Sin embargo, la señorita Harris, al final del libro, nos concede un respiro a los vapuleados progenitores. Y un par de méritos incuestionables. No podemos hacer nada para forjar la personalidad de nuestros hijos, pero sin nosotros se morirían de hambre, de frío, de sed. Nosotros somos los garantes de su bienestar, y eso no es moco de pavo. Podemos decidir a qué colegio llevarlos, en qué barrio vivir. Podemos ofrecerles modelos de conducta, de rectitud moral. Servir de ayuda, de confidentes, de refugio. Nuestros hijos son como son, pero con frecuencia nos quieren y les queremos. El vínculo es indestructible. Algo hay de verdadero en todo esto. Quizá todo consista en aceptarlos como son, nada más.  

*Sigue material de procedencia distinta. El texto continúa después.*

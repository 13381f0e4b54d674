/**************************************************************************
 *                                                                        *
 * Converters between Acorn Atom tape, disk and cassette-audio formats.   *
 *                                                                        *
 * Copyright (C) 2019 Simon M. Werner <simonwerner@gmail.com>             *
 *                                                                        *
 * This program is free software; you can redistribute it and/or modify   *
 * it under the terms of the GNU General Public License as published by   *
 * the Free Software Foundation, either version 3 of the License, or      *
 * (at your option) any later version.                                    *
 *                                                                        *
 * This program is distributed in the hope that it will be useful,        *
 * but WITHOUT ANY WARRANTY; without even the implied warranty of         *
 * MERCHANTABILITY or FITNESS FOR A PARTICULAR PURPOSE. See the           *
 * GNU General Public License for more details.                           *
 *                                                                        *
 * You should have received a copy of the GNU General Public License      *
 * along with this program. If not, see <http://www.gnu.org/licenses/>.   *
 *                                                                        *
 **************************************************************************/
//! TAP archive splitter.
//!
//! A TAP file is a concatenation of ATM-header-shaped, length-prefixed
//! program records. This module walks that concatenation directly rather
//! than through [`crate::atm`], since a TAP record is always the 22-byte
//! small form - never the sentinel-stamped large form - and a stray
//! large-form sentinel collision inside a record's header bytes must not
//! be misread as one.

use crate::atm::{AtmHeader, HEADER_SIZE};
use crate::error::{AtomError, Result};

/// One record extracted from a TAP archive.
pub struct TapRecord {
    pub header: AtmHeader,
    pub payload: Vec<u8>,
}

fn read_small_header(bytes: &[u8]) -> Result<AtmHeader> {
    if bytes.len() < HEADER_SIZE {
        return Err(AtomError::BadContainer("TAP record header truncated".into()));
    }
    let mut filename = [0u8; 16];
    filename.copy_from_slice(&bytes[0..16]);
    let start = u16::from(bytes[16]) | (u16::from(bytes[17]) << 8);
    let exec = u16::from(bytes[18]) | (u16::from(bytes[19]) << 8);
    let length = u16::from(bytes[20]) | (u16::from(bytes[21]) << 8);
    Ok(AtmHeader {
        filename,
        start,
        exec,
        length,
    })
}

/// Split a TAP archive into its constituent ATM-shaped records.
pub fn split(bytes: &[u8]) -> Result<Vec<TapRecord>> {
    let mut records = Vec::new();
    let mut offset = 0usize;

    while offset < bytes.len() {
        let header = read_small_header(&bytes[offset..])?;
        let payload_start = offset + HEADER_SIZE;
        let length = header.length as usize;
        if bytes.len() < payload_start + length {
            return Err(AtomError::BadContainer("TAP record payload truncated".into()));
        }
        let payload = bytes[payload_start..payload_start + length].to_vec();
        offset = payload_start + length;
        records.push(TapRecord { header, payload });
    }

    Ok(records)
}

#[cfg(test)]
mod tests {
    use super::*;
    use crate::atm::{self, HeaderForm};

    #[test]
    fn splits_concatenated_records() {
        let header_a = AtmHeader::new("FIRST", 0x1900, 0x1900, 2);
        let header_b = AtmHeader::new("SECOND", 0x2000, 0x2000, 3);
        let mut bytes = atm::write(&header_a, &[1, 2], HeaderForm::Small).unwrap();
        bytes.extend(atm::write(&header_b, &[3, 4, 5], HeaderForm::Small).unwrap());

        let records = split(&bytes).unwrap();
        assert_eq!(records.len(), 2);
        assert_eq!(records[0].header.name(), "FIRST");
        assert_eq!(records[0].payload, vec![1, 2]);
        assert_eq!(records[1].header.name(), "SECOND");
        assert_eq!(records[1].payload, vec![3, 4, 5]);
    }

    #[test]
    fn rejects_truncated_archive() {
        let header = AtmHeader::new("X", 0, 0, 10);
        let mut bytes = atm::write(&header, &vec![0u8; 10], HeaderForm::Small).unwrap();
        bytes.truncate(bytes.len() - 5);
        assert!(split(&bytes).is_err());
    }
}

    De esto, y de alguna cosa más, va Verano en Brooklyn, que es una tergiversación nefasta del título original, Little Men. Porque los verdaderos protagonistas de la película son Jake y Tony, dos adolescentes que ven peligrar su amistad por los asuntos de sus mayores. Una amistad que parecía indestructible -y más ahora que llegaba el verano con su tiempo libre- pero que ahora se tambalea porque los padres toman sus decisiones, y determinan cuestiones tan trascendentales cómo dónde vivir, o cuánto cobrar por un alquiler. Sus padres no les han hecho como son, extrovertidos y talentosos: ellos se han hecho a sí mismos en el magma primario de su ADN,  y en el trato diario con sus compañeros. A sus padres les deben el cariño, los cuidados, la preocupación constante. Les quieren. Pero ahora que se entrometen en su amistad, los chavales, por primera vez en sus vidas, sienten rencor hacia ellos. El primer odio.  Una sensación amarga. Un sentimiento muy feo. Como el primer rechazo de una mujer, o la primera percepción de una limitación insuperable. Una de las primeras heridas que ya no cicatrizan.